Семейный раздор

Валентина Газова
 Во времена развитого социализма и братской дружбы народов было так. Приедет в Москву, или Рязань, или Калугу какой нибудь начальник нерусской национальности, и потом тянет за собой всех своих... Многие отрасли "народного хозяйства" полностью оказывались в руках какой-либо национальной группы. Милиция - в одних руках, медицина - в других, торговля - в третьих, наука и искусство в следующих, ну и так далее. Так делали все, кроме русских.

   Национальные группы сотрудников уже в те времена умели выкачивать из государства незаработанные деньги. Например "новые внедрения" на Рязанской мельнице закончились взрывом мучной пыли в 1978 году.  Молодые работницы мельницы получили ожёги лица и рук. А внедрители-вредители не понесли никакой ответственности. Они успешно закончили свои диссертации по новым внедрениям, получили громадные премии и уехали в Москву.

 А иностранцы критиковали всё наше "народное хозяйство", не смотрели наших фильмов, не читали советских книг, не покупали наших изделий, но за всё отвечали русские.

 В Рязанском управлении хлебопродуктов начальник был Прядко, главный инженер - Хомченко. Они выписывали с Украины "незаменимых специалистов", например бухгалтеров, счетоводов, секретарш... Вызванному "специалисту" по закону выдавали квартиру в течении года.

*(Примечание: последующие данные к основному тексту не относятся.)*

//! Markdown to ratatui lines for model replies.

mod code;
mod render;

use ratatui::text::Line;

pub use render::MarkdownOptions;

use crate::ui::theme::Theme;

pub fn render_markdown(content: &str, theme: &Theme, options: MarkdownOptions) -> Vec<Line<'static>> {
    render::MarkdownRenderer::new(content, theme, options).render()
}

#[cfg(test)]
mod tests {
    use super::*;
    use ratatui::style::Modifier;

    fn render(content: &str) -> Vec<Line<'static>> {
        render_markdown(
            content,
            &Theme::dark_default(),
            MarkdownOptions {
                syntax_highlighting: false,
                width: 40,
            },
        )
    }

    fn texts(lines: &[Line<'static>]) -> Vec<String> {
        lines
            .iter()
            .map(|line| line.spans.iter().map(|s| s.content.as_ref()).collect())
            .collect()
    }

    #[test]
    fn paragraphs_are_separated_by_one_blank_line() {
        let lines = render("First paragraph.\n\nSecond paragraph.");
        assert_eq!(texts(&lines), vec!["First paragraph.", "", "Second paragraph."]);
    }

    #[test]
    fn emphasis_and_strong_set_modifiers() {
        let lines = render("plain *soft* **loud** ~~gone~~");
        let spans = &lines[0].spans;
        let find = |needle: &str| {
            spans
                .iter()
                .find(|s| s.content == needle)
                .unwrap_or_else(|| panic!("missing span {needle}"))
                .style
        };
        assert!(find("soft").add_modifier.contains(Modifier::ITALIC));
        assert!(find("loud").add_modifier.contains(Modifier::BOLD));
        assert!(find("gone").add_modifier.contains(Modifier::CROSSED_OUT));
    }

    #[test]
    fn headings_use_heading_style() {
        let theme = Theme::dark_default();
        let lines = render("# Title\nbody");
        assert_eq!(texts(&lines), vec!["Title", "", "body"]);
        assert_eq!(lines[0].spans[0].style, theme.md_heading_style(1));
    }

    #[test]
    fn lists_render_markers_and_nesting() {
        let lines = render("- one\n- two\n  - nested\n\n1. first\n2. second");
        assert_eq!(
            texts(&lines),
            vec!["• one", "• two", "  • nested", "", "1. first", "2. second"]
        );
    }

    #[test]
    fn ordered_lists_honor_start_number() {
        let lines = render("3. three\n4. four");
        assert_eq!(texts(&lines), vec!["3. three", "4. four"]);
    }

    #[test]
    fn fenced_code_gets_language_label_and_verbatim_lines() {
        let lines = render("Look:\n\n```rust\nfn main() {\n\tlet x = 1;\n}\n```\nafter");
        assert_eq!(
            texts(&lines),
            vec![
                "Look:",
                "",
                " rust ",
                "fn main() {",
                "    let x = 1;",
                "}",
                "",
                "after"
            ]
        );
    }

    #[test]
    fn code_without_language_has_no_label() {
        let lines = render("```\nraw text\n```");
        assert_eq!(texts(&lines), vec!["raw text"]);
    }

    #[test]
    fn links_show_destination_after_text() {
        let lines = render("see [docs](https://example.com) or <https://example.org>");
        assert_eq!(
            texts(&lines),
            vec!["see docs <https://example.com> or https://example.org"]
        );
    }

    #[test]
    fn blockquotes_get_a_bar_prefix() {
        let lines = render("> quoted\n> text");
        assert_eq!(texts(&lines), vec!["│ quoted", "│ text"]);
    }

    #[test]
    fn inline_code_keeps_its_own_style() {
        let theme = Theme::dark_default();
        let lines = render("run `cargo fmt` now");
        let code = lines[0]
            .spans
            .iter()
            .find(|s| s.content == "cargo fmt")
            .expect("code span");
        assert_eq!(code.style, theme.md_inline_code_style);
    }

    #[test]
    fn tables_join_cells_with_separators() {
        let lines = render("| a | b |\n|---|---|\n| 1 | 2 |");
        assert_eq!(texts(&lines), vec!["a │ b", "1 │ 2"]);
        assert!(lines[0].spans[0].style.add_modifier.contains(Modifier::BOLD));
    }
}
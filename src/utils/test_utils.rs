use std::collections::VecDeque;
use std::sync::{Arc, Mutex};

use async_trait::async_trait;
use futures_util::stream::{self, StreamExt};

use crate::api::client::{ApiError, FragmentStream, ModelClient};
use crate::api::GenerateContentRequest;
use crate::core::app::{App, AppSettings};

/// What a [`ScriptedClient`] does for one request.
#[derive(Debug, Clone)]
pub enum Script {
    Fragments(Vec<String>),
    FailAfter { fragments: Vec<String>, message: String },
    FailOnStart(String),
}

impl Script {
    pub fn fragments(fragments: &[&str]) -> Self {
        Script::Fragments(fragments.iter().map(|s| s.to_string()).collect())
    }

    pub fn fail_after(fragments: &[&str], message: &str) -> Self {
        Script::FailAfter {
            fragments: fragments.iter().map(|s| s.to_string()).collect(),
            message: message.to_string(),
        }
    }

    pub fn fail_on_start(message: &str) -> Self {
        Script::FailOnStart(message.to_string())
    }
}

fn remote_error(message: String) -> ApiError {
    ApiError::Remote {
        payload: String::new(),
        message,
    }
}

/// Model client that replays canned replies and records every request.
#[derive(Default)]
pub struct ScriptedClient {
    scripts: Mutex<VecDeque<Script>>,
    requests: Mutex<Vec<GenerateContentRequest>>,
}

impl ScriptedClient {
    pub fn new(scripts: Vec<Script>) -> Self {
        Self {
            scripts: Mutex::new(scripts.into()),
            requests: Mutex::new(Vec::new()),
        }
    }

    pub fn requests(&self) -> Vec<GenerateContentRequest> {
        self.requests.lock().unwrap().clone()
    }
}

#[async_trait]
impl ModelClient for ScriptedClient {
    async fn stream_generate(
        &self,
        _model: &str,
        request: &GenerateContentRequest,
    ) -> Result<FragmentStream, ApiError> {
        self.requests.lock().unwrap().push(request.clone());
        let script = self
            .scripts
            .lock()
            .unwrap()
            .pop_front()
            .unwrap_or(Script::Fragments(Vec::new()));

        match script {
            Script::Fragments(fragments) => {
                Ok(stream::iter(fragments.into_iter().map(Ok)).boxed())
            }
            Script::FailAfter { fragments, message } => {
                let items = fragments
                    .into_iter()
                    .map(Ok)
                    .chain(std::iter::once(Err(remote_error(message))));
                Ok(stream::iter(items).boxed())
            }
            Script::FailOnStart(message) => Err(remote_error(message)),
        }
    }
}

fn settings(api_key: Option<&str>) -> AppSettings {
    AppSettings {
        model: "gemini-test".to_string(),
        api_key: api_key.map(str::to_string),
        markdown: true,
        syntax: false,
    }
}

pub fn create_test_app() -> App {
    create_test_app_with_client(Arc::new(ScriptedClient::default()))
}

pub fn create_test_app_with_client(client: Arc<ScriptedClient>) -> App {
    App::new(settings(Some("test-key")), client)
}

pub fn create_test_app_without_key() -> App {
    App::new(settings(None), Arc::new(ScriptedClient::default()))
}
//! Full-screen chat session: terminal setup, key routing, and the event loop.

mod event_loop;
mod keybindings;
mod lifecycle;

pub use event_loop::run_chat;
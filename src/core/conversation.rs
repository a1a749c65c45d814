//! Ordered transcript of the current chat and the reducer that mutates it.

use std::fmt;

use crate::core::message::Message;

#[derive(Debug, Clone, PartialEq)]
pub enum StoreAction {
    Append(Message),
    SetText { id: String, text: String },
    MarkError { id: String, text: String },
    Clear,
}

#[derive(Debug, Clone, PartialEq, Eq)]
pub enum StoreError {
    EmptyId,
}

impl fmt::Display for StoreError {
    fn fmt(&self, f: &mut fmt::Formatter<'_>) -> fmt::Result {
        match self {
            StoreError::EmptyId => write!(f, "message id must not be empty"),
        }
    }
}

impl std::error::Error for StoreError {}

#[derive(Debug, Default, Clone)]
pub struct ConversationStore {
    messages: Vec<Message>,
    // Survives `clear` so ids from an abandoned conversation never match new ones.
    next_seq: u64,
}

impl ConversationStore {
    pub fn new() -> Self {
        Self::default()
    }

    /// Allocates an id of the form `<timestamp>-<seq>`.
    pub fn next_id(&mut self, timestamp: i64) -> String {
        self.next_seq += 1;
        format!("{timestamp}-{}", self.next_seq)
    }

    pub fn append(&mut self, message: Message) -> Result<(), StoreError> {
        if message.id.is_empty() {
            return Err(StoreError::EmptyId);
        }
        self.messages.push(message);
        Ok(())
    }

    /// Replaces the message with `id` by the mutator's result. Returns
    /// `false` when no message matched.
    pub fn update_by_id<F>(&mut self, id: &str, mutator: F) -> bool
    where
        F: FnOnce(&Message) -> Message,
    {
        match self.messages.iter_mut().find(|message| message.id == id) {
            Some(slot) => {
                *slot = mutator(slot);
                true
            }
            None => false,
        }
    }

    pub fn clear(&mut self) {
        self.messages.clear();
    }

    /// Applies one action. Returns whether the transcript changed.
    pub fn apply(&mut self, action: StoreAction) -> Result<bool, StoreError> {
        match action {
            StoreAction::Append(message) => self.append(message).map(|_| true),
            StoreAction::SetText { id, text } => {
                Ok(self.update_by_id(&id, |message| message.with_text(text)))
            }
            StoreAction::MarkError { id, text } => {
                Ok(self.update_by_id(&id, |message| message.clone().into_error(text)))
            }
            StoreAction::Clear => {
                let changed = !self.messages.is_empty();
                self.clear();
                Ok(changed)
            }
        }
    }

    pub fn messages(&self) -> &[Message] {
        &self.messages
    }

    pub fn get(&self, id: &str) -> Option<&Message> {
        self.messages.iter().find(|message| message.id == id)
    }

    pub fn last(&self) -> Option<&Message> {
        self.messages.last()
    }

    pub fn len(&self) -> usize {
        self.messages.len()
    }

    pub fn is_empty(&self) -> bool {
        self.messages.is_empty()
    }
}

#[cfg(test)]
mod tests {
    use super::*;
    use crate::core::message::Role;

    fn user(store: &mut ConversationStore, text: &str) -> Message {
        let id = store.next_id(1_000);
        Message::user(id, text, 1_000, Vec::new())
    }

    #[test]
    fn next_id_is_unique_within_one_millisecond() {
        let mut store = ConversationStore::new();
        let first = store.next_id(5);
        let second = store.next_id(5);
        assert_ne!(first, second);
        assert_eq!(first, "5-1");
        assert_eq!(second, "5-2");
    }

    #[test]
    fn append_preserves_order_and_rejects_empty_ids() {
        let mut store = ConversationStore::new();
        let first = user(&mut store, "one");
        let second = user(&mut store, "two");
        store.append(first.clone()).expect("append");
        store.append(second.clone()).expect("append");

        assert_eq!(
            store.append(Message::user("", "nameless", 0, Vec::new())),
            Err(StoreError::EmptyId)
        );
        assert_eq!(store.messages(), &[first, second]);
    }

    #[test]
    fn update_by_id_touches_only_the_matching_message() {
        let mut store = ConversationStore::new();
        let first = user(&mut store, "hello");
        let placeholder = Message::model_placeholder(store.next_id(1_000), 1_000);
        store.append(first.clone()).expect("append");
        store.append(placeholder.clone()).expect("append");

        assert!(store.update_by_id(&placeholder.id, |m| m.with_text("Hi")));
        assert!(!store.update_by_id("missing", |m| m.with_text("nope")));

        assert_eq!(store.get(&first.id), Some(&first));
        let updated = store.get(&placeholder.id).expect("placeholder");
        assert_eq!(updated.text, "Hi");
        assert_eq!(updated.role, Role::Model);
    }

    #[test]
    fn reducer_marks_errors_and_clears() {
        let mut store = ConversationStore::new();
        let id = store.next_id(1);
        store
            .apply(StoreAction::Append(Message::model_placeholder(id.clone(), 1)))
            .expect("append");

        let changed = store
            .apply(StoreAction::MarkError {
                id: id.clone(),
                text: "sorry".to_string(),
            })
            .expect("mark");
        assert!(changed);
        let message = store.last().expect("message");
        assert!(message.is_error);
        assert_eq!(message.text, "sorry");

        assert_eq!(store.apply(StoreAction::Clear), Ok(true));
        assert!(store.is_empty());
        assert_eq!(store.apply(StoreAction::Clear), Ok(false));

        // Folding into a cleared message is a no-op.
        assert_eq!(
            store.apply(StoreAction::SetText {
                id,
                text: "late".to_string()
            }),
            Ok(false)
        );
        assert_eq!(store.len(), 0);
    }

    #[test]
    fn ids_keep_increasing_across_clears() {
        let mut store = ConversationStore::new();
        let before = store.next_id(9);
        store.clear();
        let after = store.next_id(9);
        assert_ne!(before, after);
    }
}
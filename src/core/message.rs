use serde::{Deserialize, Serialize};

#[derive(Debug, Clone, Copy, PartialEq, Eq, Hash, Serialize, Deserialize)]
#[serde(try_from = "String", into = "String")]
pub enum Role {
    User,
    Model,
}

impl Role {
    pub fn as_str(self) -> &'static str {
        match self {
            Role::User => "user",
            Role::Model => "model",
        }
    }

    pub fn is_user(self) -> bool {
        self == Role::User
    }

    pub fn is_model(self) -> bool {
        self == Role::Model
    }
}

impl AsRef<str> for Role {
    fn as_ref(&self) -> &str {
        self.as_str()
    }
}

impl PartialEq<&str> for Role {
    fn eq(&self, other: &&str) -> bool {
        self.as_str() == *other
    }
}

impl TryFrom<&str> for Role {
    type Error = String;

    fn try_from(value: &str) -> Result<Self, Self::Error> {
        match value {
            "user" => Ok(Role::User),
            "model" => Ok(Role::Model),
            _ => Err(format!("invalid message role: {value}")),
        }
    }
}

impl TryFrom<String> for Role {
    type Error = String;

    fn try_from(value: String) -> Result<Self, Self::Error> {
        Self::try_from(value.as_str())
    }
}

impl From<Role> for String {
    fn from(value: Role) -> Self {
        value.as_str().to_string()
    }
}

/// One entry of the transcript.
///
/// `images` holds base64 payloads exactly as they were sent, so the
/// transcript can show what accompanied a turn.
#[derive(Debug, Clone, PartialEq, Serialize, Deserialize)]
#[serde(rename_all = "camelCase")]
pub struct Message {
    pub id: String,
    pub role: Role,
    pub text: String,
    pub timestamp: i64,
    #[serde(default, skip_serializing_if = "std::ops::Not::not")]
    pub is_error: bool,
    #[serde(default, skip_serializing_if = "Vec::is_empty")]
    pub images: Vec<String>,
}

impl Message {
    pub fn user(
        id: impl Into<String>,
        text: impl Into<String>,
        timestamp: i64,
        images: Vec<String>,
    ) -> Self {
        Self {
            id: id.into(),
            role: Role::User,
            text: text.into(),
            timestamp,
            is_error: false,
            images,
        }
    }

    /// Empty model message that a stream fills in.
    pub fn model_placeholder(id: impl Into<String>, timestamp: i64) -> Self {
        Self {
            id: id.into(),
            role: Role::Model,
            text: String::new(),
            timestamp,
            is_error: false,
            images: Vec::new(),
        }
    }

    pub fn is_user(&self) -> bool {
        self.role.is_user()
    }

    pub fn is_model(&self) -> bool {
        self.role.is_model()
    }

    pub fn with_text(&self, text: impl Into<String>) -> Self {
        Self {
            text: text.into(),
            ..self.clone()
        }
    }

    pub fn into_error(self, text: impl Into<String>) -> Self {
        Self {
            text: text.into(),
            is_error: true,
            ..self
        }
    }
}

pub fn now_millis() -> i64 {
    chrono::Utc::now().timestamp_millis()
}

#[cfg(test)]
mod tests {
    use super::*;

    #[test]
    fn role_round_trips_through_strings() {
        assert_eq!(Role::try_from("user"), Ok(Role::User));
        assert_eq!(Role::try_from("model"), Ok(Role::Model));
        assert!(Role::try_from("assistant").is_err());
        assert_eq!(String::from(Role::Model), "model");
        assert!(Role::User == "user");
    }

    #[test]
    fn message_serializes_with_optional_fields_omitted() {
        let message = Message::user("1-1", "hi", 42, Vec::new());
        let value = serde_json::to_value(&message).expect("serialize");
        assert_eq!(
            value,
            serde_json::json!({"id": "1-1", "role": "user", "text": "hi", "timestamp": 42})
        );

        let parsed: Message = serde_json::from_value(serde_json::json!({
            "id": "1-2", "role": "model", "text": "oops", "timestamp": 43, "isError": true
        }))
        .expect("parse");
        assert!(parsed.is_error);
        assert!(parsed.is_model());
        assert!(parsed.images.is_empty());
    }

    #[test]
    fn into_error_keeps_identity_and_flags_message() {
        let placeholder = Message::model_placeholder("7-2", 7);
        let failed = placeholder.clone().into_error("sorry");
        assert_eq!(failed.id, placeholder.id);
        assert_eq!(failed.timestamp, 7);
        assert_eq!(failed.text, "sorry");
        assert!(failed.is_error);
    }
}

Даже молодым специалистам, закончившим институт, и то квартиру должны были дать в течении трёх лет.

  Таким образом и заселялись исконно русские области. А местные могли ждать квартиру и десять лет, и двадцать, и вообще не получить. Прядко и Хомченко отменили закон для закончивших техникум, перестали их ставить на льготную очередь.

 Протеже этих начальников никогда не ездили ни в какие командировки, а весь рабочий день смотрели в окно. И тогда приходилось брать на работу местных, чтобы хоть кто-то работал. Впоследствии своим протеже выдали досрочную пенсию, за какие-то льготы, приписали им и горячие цеха, и полевые условия, и инвалидность по труду.

 Но мой рассказ о Тасе-украинке, которая всю жизнь честно отработала на хлебозаводе, на рабочем месте в горячем цехе.

 Тася с мужем и сыном приехала с Украины в те времена, когда в Рязани не строили даже хрущёвок. Ведь пятиэтажные хрущёвки в Рязани стали строить только в 1967 году, через три года после снятия Хрущёва.

  Знаменитый Михайловский цемент, кирпичи со множества заводов, строевой лес из обширных Рязанских лесов - всё вывозилось за пределы области. Пустели деревни, сёла. Ветшали города. Рабочие ютились с детьми по три семьи в комнатах пятнадцатиметровках. Распадались семьи, рушились судьбы.  Некоторые Рязанцы, соблазнившись на агитки лживых куплетистов,

  - ...Едут новосёлы по земле целинной...
 ...Молодой хозяйке прямо в новый дом... -
 
 уезжали в добровольную ссылку, чтобы жить там в ... палатках.

 
 Муж Таси был шофёр,  его вызвал какой-то начальник-украинец в Рязань,  дал семье отдельную комнату в бараке.

 Барак этот в сталинские времена был очень крепким, тёплым, хорошо построенным. Печки были исправными. Радио постоянно работало.  Но в хрущёвские времена стали проводить то центральное отопление, то электричество, то газ,  то канализацию, то водопровод, и разворотили все стены. А когда при Брежневе каждая семья стала ставить себе антенну, поехала крыша. Барак признали аварийным, и поставили обитателей на льготную городскую очередь. 

 Однажды муж Таси отвёз своего начальника после ночного пикника и возвращался домой. Он заснул за рулём и разбился.

 Тася осталась одна с  десятилетним сыном. Напротив неё в комнате проживала тоже украинская семья какого-то недослужившего толстого 35-летнего офицера. Тася думала найти в их лице поддержку, но ошиблась. Раньше Тасин муж не разрешал ставить антенну на их строну, но через несколько дней после того, как Тася простилась с мужем, толстяк-земляк полез на крышу, и водрузил свою антенну над комнатой Таси, это было осенью. Крыша стала протекать, мебель отсыревала, обои отклеивались, сын стал часто болеть. С тех пор Тася перестала искать сближения с украинцами.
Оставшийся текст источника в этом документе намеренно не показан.